Verlässliche Zahlen über Scheinstudierende an deutschen Universitäten gibt es keine

Die Heinrich-Heine-Universität Düsseldorf hat beobachtet, dass nach der Abschaffung der Studiengebühren die Zahl der Studierenden im Zweitstudium rasant angestiegen ist. 8.000 sind dazugekommen. Sie schreiben sich vor allem in zulassungsfreien Studiengängen ein und absolvieren keine Prüfungen. Zahlen zum Phänomen Scheinstudenten kommuniziert einzig die Uni Düsseldorf. Sie möchte damit für Transparenz sorgen, sagt der Prorektor für Studienqualität, Stefan Süß. Nach seiner Beobachtung sind Scheinstudenten in Ballungsräumen besonders häufig.

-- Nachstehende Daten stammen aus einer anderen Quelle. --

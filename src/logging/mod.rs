//! Log output setup
//!
//! Everything logs through `tracing`. The subscriber writes to stderr so
//! the `info` listing on stdout stays clean.

use tracing_subscriber::EnvFilter;

/// Filter used when `RUST_LOG` is not set
pub fn default_filter(debug: bool) -> &'static str {
    if debug {
        "iconforge=debug,info"
    } else {
        "info"
    }
}

/// Install the global subscriber. `RUST_LOG` overrides the level chosen
/// by `--debug`.
pub fn init(debug: bool) -> anyhow::Result<()> {
    let filter = EnvFilter::try_from_default_env()
        .or_else(|_| EnvFilter::try_new(default_filter(debug)))?;

    tracing_subscriber::fmt()
        .with_env_filter(filter)
        .with_target(false)
        .with_writer(std::io::stderr)
        .try_init()
        .map_err(|e| anyhow::anyhow!("failed to initialize logging: {e}"))
}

"Wo wir auch ganz sicher sind, dass es nicht nur die Uni Düsseldorf betrifft, sondern auch ganz viele andere Universitäten, vor allem in Ballungsräumen. Und wo vor allem auch die Politik weiß, dass es dieses Phänomen gibt."
Prof. Stefan Süß. Prorektor für Studienqualität und Personalmanagment an der Heinrich-Heine-Uni

An anderen Unis dagegen scheint das Bedürfnis nach Klarheit gering. Anfragen bei den Unis Hamburg und München ergaben keine konkreten Auskünfte. Besonders viele eingeschriebene Studenten - das mag gut fürs Image sein. Mehr Geld bringt es den Unis dagegen nicht. Der Grund: Fördergelder fließen nur dann, wenn Studierende ihr Studium auch abschließen, so das Deutsche Zentrum für Hochschul- und Wissenschaftsforschung. Illegal ist die Einschreibung nicht. Und in zulassungsfreien Fächern nehmen die, die nur den Studentenstatus suchen, auch niemandem den Studienplatz weg. Eine Lösung des Problems ist also nicht in Sicht.

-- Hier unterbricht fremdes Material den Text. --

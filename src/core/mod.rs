//! Core application functionality
//!
//! This module contains the command line surface, the pipeline
//! configuration and the error types shared by every stage.

pub mod cli;
pub mod config;
pub mod errors;
pub mod info;
pub mod platform;
pub mod runner;

// Re-export commonly used items
pub use cli::CliArgs;
pub use errors::{ConfigError, FontIoError, ImportError, PipelineError};
pub use runner::run_app;
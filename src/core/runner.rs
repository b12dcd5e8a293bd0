//! Command dispatch
//!
//! Handles the different subcommands of the binary

use crate::core::cli::{BuildArgs, CliArgs, Command};
use crate::core::info::run_info;
use crate::font_source::UfoFont;
use crate::logging;
use crate::pipeline::{run_build, RunReport};
use anyhow::Result;

/// Run the subcommand selected on the command line
pub fn run_app(cli_args: CliArgs) -> Result<()> {
    logging::init(cli_args.debug())?;

    match &cli_args.command {
        Command::Build(args) => build_font(args).map(|_| ()),
        Command::Info(args) => run_info(args),
    }
}

/// Build the icon font with the UFO/TrueType backend
pub fn build_font(args: &BuildArgs) -> Result<RunReport> {
    let mut font = UfoFont::new(args.font_family.clone());
    let report = run_build(&mut font, args)?;
    Ok(report)
}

"Ich frage mich nur, wer das auch in welcher Form kontrollieren kann. Weil letztlich müssten wir ja relativ einfach sagen: Man darf kein Zweitstudium mehr machen."
Stefan Süß über Kontrollmöglichkeiten

Vorteile für Scheinstudenten

Als Studi lebt es sich natürlich günstiger. Denn das Semesterticket sorgt für Mobilität, die Krankenkassen haben Studententarife und auch Theaterkarten, Schwimmbadbesuche und viele andere Dinge sind günstiger. Nahezu überall gibt es einen Studententarif und um nutzen zu können, ist der Studiausweis nötig.

Kirsten fährt täglich mit dem Semesterticket Bahn

Eine, die sich nach dem Abschluss wieder eingeschrieben hat, ist Kirsten, die tatsächlich anders heißt. Kirsten macht eine Ausbildung und fährt täglich von Köln nach Duisburg. 200 Euro würden sie die Fahrt im Monat kosten - so viel wie sie pro Semester für Immatrikulation inklusive Semesterticket ausgibt. Und mit dem Semesterticket pendelt Kirsten volle sechs Monate.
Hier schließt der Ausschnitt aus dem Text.